The response should contain only those lines of the entries below that include the string "usize".

━━━━━━━━━━━━━━━━━━━━━━━━━━━━━━

// src/extraction/gazette.rs - Structured record extraction from raw gazette text
//
// The scan is a single deterministic forward pass and a pure function of the
// input text. Malformed or boilerplate-free text never raises; it simply
// yields fewer records.

use std::collections::HashSet;

use log::debug;
use once_cell::sync::Lazy;
use regex::Regex;

use crate::matching::name::canonical_signature;
use crate::models::core::{GazetteRecord, MatchStatus};

pub const UNKNOWN_COURT: &str = "Unknown Court";

/// Header values live near the top of the document.
const HEADER_SCAN_LINES: usize = 1000;
/// Publication date is expected within this many lines of the volume marker.
const DATE_WINDOW_LINES: usize = 10;
/// How many lines after a cause number may carry its "ESTATE OF" marker.
const CAUSE_LOOKAHEAD_LINES: usize = 5;
/// The estate block is the marker line plus this many continuation lines.
const ESTATE_BLOCK_LINES: usize = 3;

static VOLUME_RE: Lazy<Regex> =
    Lazy::new(|| Regex::new(r"(?i)\bVol\.?\s*([A-Za-z0-9]+)\s*-\s*No\.?\s*(\d+)").unwrap());

static DATE_RE: Lazy<Regex> = Lazy::new(|| {
    Regex::new(
        r"(?i)\b(\d{1,2})(?:st|nd|rd|th)?\s+(January|February|March|April|May|June|July|August|September|October|November|December),?\s+(\d{4})\b",
    )
    .unwrap()
});

static COURT_RE: Lazy<Regex> = Lazy::new(|| {
    Regex::new(
        r"(?i)^IN THE (HIGH COURT|CHIEF MAGISTRATE'?S'? COURT|MAGISTRATE'?S'? COURT)(?: OF KENYA)?,? AT (.+)$",
    )
    .unwrap()
});

static CAUSE_RE: Lazy<Regex> =
    Lazy::new(|| Regex::new(r"(?i)\bCAUSE\s+NO\.?\s*([A-Za-z0-9]+(?:\s+OF\s+\d{4})?)").unwrap());

static ESTATE_PREFIX_RE: Lazy<Regex> = Lazy::new(|| Regex::new(r"(?i)^.*?ESTATE\s+OF\s+").unwrap());

static DECEASED_RE: Lazy<Regex> =
    Lazy::new(|| Regex::new(r"(?i)\(\s*DECEASED\s*\)|\bDECEASED\b").unwrap());

static WHO_DIED_RE: Lazy<Regex> = Lazy::new(|| Regex::new(r"(?i)\bwho\s+died\b").unwrap());

static OF_PLACE_RE: Lazy<Regex> = Lazy::new(|| Regex::new(r"(?i)\s+of\s+\S").unwrap());

static FALLBACK_ESTATE_RE: Lazy<Regex> = Lazy::new(|| {
    Regex::new(r"(?i)\b(?:the\s+|in\s+the\s+)?estate\s+of\s+([A-Za-z][A-Za-z' ]*?)(?:\s+who\b|\s*[.,;:()\n]|$)")
        .unwrap()
});

static FALLBACK_DECEASED_RE: Lazy<Regex> = Lazy::new(|| {
    Regex::new(r"\b((?:[A-Z][\w']*[ ]+){1,5}?[A-Z][\w']*)\s*[,(]?\s*(?i:deceased)\b").unwrap()
});

/// Extracts every recognizable estate notice from raw gazette text.
pub fn extract(text: &str) -> Vec<GazetteRecord> {
    if text.trim().is_empty() {
        return Vec::new();
    }

    let cleaned = text
        .replace("\r\n", "\n")
        .replace('\r', "\n")
        .replace('\t', " ")
        .replace(['\u{2012}', '\u{2013}', '\u{2014}', '\u{2015}'], "-");
    let lines: Vec<&str> = cleaned
        .lines()
        .map(str::trim)
        .filter(|l| !l.is_empty())
        .collect();

    let (volume_no, date_published) = scan_header(&lines);
    let mut records = body_pass(&lines, &volume_no, &date_published);

    if records.is_empty() {
        debug!("Body pass produced no records; trying whole-text fallback patterns");
        records = fallback_pass(&cleaned, &volume_no, &date_published);
    }

    debug!("Extracted {} gazette records", records.len());
    records
}

/// Locates the volume marker and publication date. Both are global to the
/// document; missing values come back as empty strings, never errors.
fn scan_header(lines: &[&str]) -> (String, String) {
    let limit = lines.len().min(HEADER_SCAN_LINES);

    let mut volume_no = String::new();
    let mut marker_line = None;
    for (i, line) in lines.iter().take(limit).enumerate() {
        if let Some(caps) = VOLUME_RE.captures(line) {
            volume_no = format!("Vol. {} - No. {}", caps[1].to_uppercase(), &caps[2]);
            marker_line = Some(i);
            break;
        }
    }

    let date_published = match marker_line {
        Some(i) => {
            let start = i.saturating_sub(DATE_WINDOW_LINES);
            let end = (i + DATE_WINDOW_LINES + 1).min(limit);
            find_date(&lines[start..end]).or_else(|| find_date(&lines[..limit]))
        }
        None => find_date(&lines[..limit]),
    }
    .unwrap_or_default();

    (volume_no, date_published)
}

fn find_date(lines: &[&str]) -> Option<String> {
    for line in lines {
        if let Some(m) = DATE_RE.find(line) {
            return Some(m.as_str().trim().to_string());
        }
    }
    None
}

/// Forward scan maintaining the current court station. A cause number opens
/// a short lookahead for its "ESTATE OF" marker; a cause with no marker in
/// the window is abandoned silently, which is a normal outcome.
fn body_pass(lines: &[&str], volume_no: &str, date_published: &str) -> Vec<GazetteRecord> {
    let mut records = Vec::new();
    let mut current_station: Option<String> = None;

    for (i, line) in lines.iter().enumerate() {
        if let Some(caps) = COURT_RE.captures(line) {
            current_station = Some(format_station(&caps[1], &caps[2]));
            continue;
        }

        let caps = match CAUSE_RE.captures(line) {
            Some(caps) => caps,
            None => continue,
        };
        let cause_no = caps[1].split_whitespace().collect::<Vec<_>>().join(" ").to_uppercase();

        let window_end = (i + 1 + CAUSE_LOOKAHEAD_LINES).min(lines.len());
        let estate_idx = match (i + 1..window_end).find(|j| lines[*j].to_uppercase().contains("ESTATE OF")) {
            Some(j) => j,
            None => continue,
        };

        let block_end = (estate_idx + ESTATE_BLOCK_LINES).min(lines.len());
        let block = lines[estate_idx..block_end].join(" ");
        let name = clean_estate_name(&block);
        if name.is_empty() {
            continue;
        }

        records.push(GazetteRecord {
            court_station: current_station
                .clone()
                .unwrap_or_else(|| UNKNOWN_COURT.to_string()),
            cause_no,
            name_of_deceased: name,
            status_at_gp: MatchStatus::Published,
            volume_no: volume_no.to_string(),
            date_published: date_published.to_string(),
        });
    }

    records
}

/// Whole-text sweep used only when the body pass finds nothing: first
/// "estate of <NAME>" occurrences, then "<NAME> deceased" ones, each
/// deduplicated by token signature with the first occurrence winning.
/// Fallback records have no court or cause attribution.
fn fallback_pass(text: &str, volume_no: &str, date_published: &str) -> Vec<GazetteRecord> {
    let mut records = Vec::new();
    let mut seen: HashSet<String> = HashSet::new();

    for caps in FALLBACK_ESTATE_RE.captures_iter(text) {
        push_fallback_record(&caps[1], &mut seen, &mut records, volume_no, date_published);
    }
    if records.is_empty() {
        for caps in FALLBACK_DECEASED_RE.captures_iter(text) {
            push_fallback_record(&caps[1], &mut seen, &mut records, volume_no, date_published);
        }
    }

    records
}

fn push_fallback_record(
    raw_name: &str,
    seen: &mut HashSet<String>,
    records: &mut Vec<GazetteRecord>,
    volume_no: &str,
    date_published: &str,
) {
    let name = finalize_name(raw_name);
    if name.is_empty() {
        return;
    }
    let signature = canonical_signature(&name);
    if signature.is_empty() || !seen.insert(signature) {
        return;
    }
    records.push(GazetteRecord {
        court_station: String::new(),
        cause_no: String::new(),
        name_of_deceased: name,
        status_at_gp: MatchStatus::Published,
        volume_no: volume_no.to_string(),
        date_published: date_published.to_string(),
    });
}

fn format_station(kind: &str, location: &str) -> String {
    let kind_label = if kind.to_uppercase().contains("HIGH") {
        "High Court"
    } else {
        "Magistrates Court"
    };
    format!("{} {}", title_case(location.trim()), kind_label)
}

fn title_case(text: &str) -> String {
    text.split_whitespace()
        .map(|word| {
            let mut chars = word.chars();
            match chars.next() {
                Some(first) => first.to_uppercase().collect::<String>() + &chars.as_str().to_lowercase(),
                None => String::new(),
            }
        })
        .collect::<Vec<_>>()
        .join(" ")
}

/// Reduces an estate block to the decedent name. Returns an empty string
/// when nothing usable remains; the caller discards the cause in that case.
fn clean_estate_name(block: &str) -> String {
    if ESTATE_PREFIX_RE.find(block).is_none() {
        return String::new();
    }
    let stripped = ESTATE_PREFIX_RE.replace(block, "");
    finalize_name(&stripped)
}

/// Shared name cleanup: drop deceased markers and THE/LATE filler, then
/// truncate at the first of a "who died" clause, a comma, or an
/// "of <place>" qualifier.
fn finalize_name(raw: &str) -> String {
    let mut name = strip_filler(raw);

    let mut cut = name.len();
    if let Some(m) = WHO_DIED_RE.find(&name) {
        cut = cut.min(m.start());
    }
    if let Some(p) = name.find(',') {
        cut = cut.min(p);
    }
    if let Some(m) = OF_PLACE_RE.find(&name) {
        cut = cut.min(m.start());
    }
    name.truncate(cut);

    name.trim_matches(|c: char| !c.is_alphanumeric()).to_string()
}

fn strip_filler(text: &str) -> String {
    let no_deceased = DECEASED_RE.replace_all(text, " ");
    no_deceased
        .split_whitespace()
        .filter(|token| {
            let core = token.trim_matches(|c: char| !c.is_alphanumeric());
            if core.is_empty() {
                // Keep a bare comma: it still marks where the name ends.
                return token.contains(',');
            }
            !core.eq_ignore_ascii_case("the") && !core.eq_ignore_ascii_case("late")
        })
        .collect::<Vec<_>>()
        .join(" ")
}

#[cfg(test)]
mod tests {
    use super::*;

    #[test]
    fn test_extracts_single_record_with_court_and_cause() {
        let text = "IN THE HIGH COURT OF KENYA AT NAIROBI\nCAUSE NO. 123 OF 2020\nESTATE OF JOHN KAMAU DECEASED\n";
        let records = extract(text);
        assert_eq!(records.len(), 1);
        assert_eq!(records[0].court_station, "Nairobi High Court");
        assert_eq!(records[0].cause_no, "123 OF 2020");
        assert_eq!(records[0].name_of_deceased, "JOHN KAMAU");
        assert_eq!(records[0].status_at_gp, MatchStatus::Published);
        assert_eq!(records[0].volume_no, "");
        assert_eq!(records[0].date_published, "");
    }

    #[test]
    fn test_header_volume_and_date_attach_to_every_record() {
        let text = "THE KENYA GAZETTE\nVol. CXXII\u{2014}No. 45\nNAIROBI, 15th May, 2020\n\nIN THE HIGH COURT OF KENYA AT NAKURU\nCAUSE NO. E88 OF 2020\nIN THE MATTER OF THE ESTATE OF MARY ATIENO (DECEASED), LATE OF NAKURU\nTAKE NOTICE that a petition has been filed.\nCAUSE NO. 91 OF 2020\nESTATE OF PETER MWANGI, LATE OF NYERI\nTAKE NOTICE that a petition has been filed.\n";
        let records = extract(text);
        assert_eq!(records.len(), 2);
        for record in &records {
            assert_eq!(record.volume_no, "Vol. CXXII - No. 45");
            assert_eq!(record.date_published, "15th May, 2020");
        }
        assert_eq!(records[0].cause_no, "E88 OF 2020");
        assert_eq!(records[0].name_of_deceased, "MARY ATIENO");
        assert_eq!(records[1].name_of_deceased, "PETER MWANGI");
    }

    #[test]
    fn test_magistrates_court_station() {
        let text = "IN THE CHIEF MAGISTRATE'S COURT AT KISUMU\nCAUSE NO. 12 OF 2019\nESTATE OF JANE WANJIKU WHO DIED ON 3RD MARCH 2019\n";
        let records = extract(text);
        assert_eq!(records.len(), 1);
        assert_eq!(records[0].court_station, "Kisumu Magistrates Court");
        assert_eq!(records[0].name_of_deceased, "JANE WANJIKU");
    }

    #[test]
    fn test_cause_without_estate_marker_is_abandoned() {
        let text = "IN THE HIGH COURT OF KENYA AT NAIROBI\nCAUSE NO. 5 OF 2020\nline one\nline two\nline three\nline four\nline five\nESTATE OF TOO FAR AWAY\n";
        let records = extract(text);
        // The cause is abandoned; only the whole-text fallback may pick the
        // estate line up, without court or cause attribution.
        assert!(records.iter().all(|r| r.cause_no != "5 OF 2020"));
        assert!(records.iter().all(|r| r.court_station.is_empty()));
    }

    #[test]
    fn test_record_without_court_line_uses_unknown_court() {
        let text = "CAUSE NO. 7 OF 2021\nESTATE OF SAMUEL KIPTOO\n";
        let records = extract(text);
        assert_eq!(records.len(), 1);
        assert_eq!(records[0].court_station, UNKNOWN_COURT);
    }

    #[test]
    fn test_trailing_place_qualifier_is_dropped() {
        let text = "CAUSE NO. 9 OF 2021\nESTATE OF GRACE NJERI OF KIAMBU\n";
        let records = extract(text);
        assert_eq!(records.len(), 1);
        assert_eq!(records[0].name_of_deceased, "GRACE NJERI");
    }

    #[test]
    fn test_empty_name_after_cleanup_discards_cause() {
        let text = "CAUSE NO. 10 OF 2021\nESTATE OF THE LATE (DECEASED)\n";
        let records = extract(text);
        assert!(records.is_empty());
    }

    #[test]
    fn test_fallback_estate_pattern_with_dedup() {
        let text = "GAZETTE NOTICE\nLetters of administration in the estate of Samuel Kiptoo, late of Eldoret.\nThe estate of Samuel Kiptoo (Deceased) remains open.\n";
        let records = extract(text);
        assert_eq!(records.len(), 1);
        assert_eq!(records[0].name_of_deceased, "Samuel Kiptoo");
        assert_eq!(records[0].court_station, "");
        assert_eq!(records[0].cause_no, "");
    }

    #[test]
    fn test_fallback_deceased_pattern() {
        let text = "PROBATE AND ADMINISTRATION\nJOHN BARASA, deceased, late of Bungoma.\n";
        let records = extract(text);
        assert_eq!(records.len(), 1);
        assert_eq!(records[0].name_of_deceased, "JOHN BARASA");
    }

    #[test]
    fn test_garbled_input_yields_no_records() {
        assert!(extract("").is_empty());
        assert!(extract("   \n\t\n").is_empty());
        assert!(extract("lorem ipsum dolor sit amet").is_empty());
    }

    #[test]
    fn test_rerunning_on_same_input_is_deterministic() {
        let text = "IN THE HIGH COURT OF KENYA AT NAIROBI\nCAUSE NO. 123 OF 2020\nESTATE OF JOHN KAMAU DECEASED\n";
        assert_eq!(extract(text), extract(text));
    }
}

━━━━━━━━━━━━━━━━━━━━━━━━━━━━━━

Task solution:
const HEADER_SCAN_LINES: usize = 1000;
const DATE_WINDOW_LINES: usize = 10;
const CAUSE_LOOKAHEAD_LINES: usize = 5;
const ESTATE_BLOCK_LINES: usize = 3;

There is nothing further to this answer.